What possible shape would negotiations on agriculture have in the run-up to the Hong Kong Ministerial? Do you foresee the possibility of a breakthrough or deal in agriculture before or in Hong Kong

It is always hard to predict where negotiations are headed, since so many unforeseen events can both knock them off, or put them back on course. I would say that there is a considerable momentum in the agricultural negotiations right now, and there is some hope among delegates (hardly ever expressed out loud in Geneva for fear of breaking the spell) that a deal on agriculture would be one of the things the delegates take to Hong Kong for their ministers.

Sadly, there is very little sign that dumping will be addressed in any way.

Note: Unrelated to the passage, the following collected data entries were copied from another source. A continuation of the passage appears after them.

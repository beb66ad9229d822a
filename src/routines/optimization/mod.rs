pub mod lbfgsb;
pub mod observer;
pub mod reduced;

pub use lbfgsb::{minimize, LbfgsB, Minimum};
pub use observer::{EvaluationEvent, EvaluationObserver, ProgressLogger};
pub use reduced::{Objective, ReducedFunctional};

Some of the developing countries’ defensive interests will probably be taken into account, but the presence of large volumes of commodities at less than cost of production prices in world markets will not be disciplined. Nor will perhaps the biggest trade distortion of all – the oligopoly power of transnational food and agriculture companies, a small number of whom dominate most agricultural commodity markets at the international level. We still have a lot of work to do to build a fair, rules-based multilateral trading system.